Data for processing:
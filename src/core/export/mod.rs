//! Workspace export: Markdown turned into pages of blocks.
//!
//! The [`WorkspaceClient`] trait is the seam to the hosted workspace; the
//! [`WorkspaceExporter`] owns batching, page layout and retries on top of it.

mod blocks;
mod notion;

pub use blocks::{markdown_to_blocks, Block};
pub use notion::NotionClient;

use async_trait::async_trait;
use tracing::info;

use crate::core::render::SpecSection;
use crate::core::retry::{with_retry, RetryPolicy};
use crate::error::Result;

/// Blocks accepted per create or append request
pub const MAX_BLOCKS_PER_REQUEST: usize = 100;

#[derive(Debug, Clone, PartialEq, Eq)]
pub struct CreatedPage {
    pub id: String,
    pub url: String,
}

#[async_trait]
pub trait WorkspaceClient: Send + Sync {
    /// Create a page under `parent_id` holding `children` as its body.
    async fn create_page(
        &self,
        parent_id: &str,
        title: &str,
        icon: Option<&str>,
        children: &[Block],
    ) -> Result<CreatedPage>;

    async fn append_blocks(&self, page_id: &str, children: &[Block]) -> Result<()>;
}

pub struct WorkspaceExporter<'a> {
    client: &'a dyn WorkspaceClient,
    policy: RetryPolicy,
}

impl<'a> WorkspaceExporter<'a> {
    pub fn new(client: &'a dyn WorkspaceClient, policy: RetryPolicy) -> Self {
        Self { client, policy }
    }

    /// Create the page with the first batch, then append the rest batch by batch.
    async fn create_with_blocks(
        &self,
        parent_id: &str,
        title: &str,
        icon: Option<&str>,
        blocks: &[Block],
    ) -> Result<CreatedPage> {
        let client = self.client;
        let (first, rest) = blocks.split_at(blocks.len().min(MAX_BLOCKS_PER_REQUEST));

        let page = with_retry("create page", self.policy, || {
            client.create_page(parent_id, title, icon, first)
        })
        .await?;

        for chunk in rest.chunks(MAX_BLOCKS_PER_REQUEST) {
            with_retry("append blocks", self.policy, || client.append_blocks(&page.id, chunk)).await?;
        }
        Ok(page)
    }

    /// Upload one Markdown document as a single page; returns its URL.
    pub async fn upload_markdown(&self, markdown: &str, parent_id: &str, title: &str) -> Result<String> {
        let blocks = markdown_to_blocks(markdown);
        info!("📤 Uploading '{}' ({} blocks)", title, blocks.len());
        let page = self.create_with_blocks(parent_id, title, None, &blocks).await?;
        Ok(page.url)
    }

    /// An empty root page with one child page per section; returns the root URL.
    pub async fn upload_hierarchy(
        &self,
        sections: &[(SpecSection, String)],
        parent_id: &str,
        root_title: &str,
    ) -> Result<String> {
        info!("📤 Uploading '{}' with {} section pages", root_title, sections.len());
        let root = self.create_with_blocks(parent_id, root_title, None, &[]).await?;

        for section in SpecSection::ALL {
            let Some((_, markdown)) = sections.iter().find(|(s, _)| *s == section) else {
                continue;
            };
            let blocks = markdown_to_blocks(markdown);
            self.create_with_blocks(&root.id, section.title(), None, &blocks).await?;
            info!("  ✓ {}", section.key());
        }
        Ok(root.url)
    }

    /// Section pages directly under the destination, each with an emoji icon.
    pub async fn upload_flat(
        &self,
        sections: &[(SpecSection, String)],
        parent_id: &str,
    ) -> Result<Vec<(SpecSection, String)>> {
        let mut urls = Vec::new();
        for section in SpecSection::ALL {
            let Some((_, markdown)) = sections.iter().find(|(s, _)| *s == section) else {
                continue;
            };
            let blocks = markdown_to_blocks(markdown);
            let page = self
                .create_with_blocks(parent_id, section.title(), Some(section.emoji()), &blocks)
                .await?;
            info!("  ✓ {} -> {}", section.key(), page.url);
            urls.push((section, page.url));
        }
        Ok(urls)
    }
}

Work request:
Looking at the material above, please copy exactly every line from its first line through the line containing "#[async_trait]", with both ends included and nothing else.

Exercise output:
filename src/core/export/mod.rs
//! Workspace export: Markdown turned into pages of blocks.
//!
//! The [`WorkspaceClient`] trait is the seam to the hosted workspace; the
//! [`WorkspaceExporter`] owns batching, page layout and retries on top of it.

mod blocks;
mod notion;

pub use blocks::{markdown_to_blocks, Block};
pub use notion::NotionClient;

use async_trait::async_trait;
use tracing::info;

use crate::core::render::SpecSection;
use crate::core::retry::{with_retry, RetryPolicy};
use crate::error::Result;

/// Blocks accepted per create or append request
pub const MAX_BLOCKS_PER_REQUEST: usize = 100;

#[derive(Debug, Clone, PartialEq, Eq)]
pub struct CreatedPage {
    pub id: String,
    pub url: String,
}

#[async_trait]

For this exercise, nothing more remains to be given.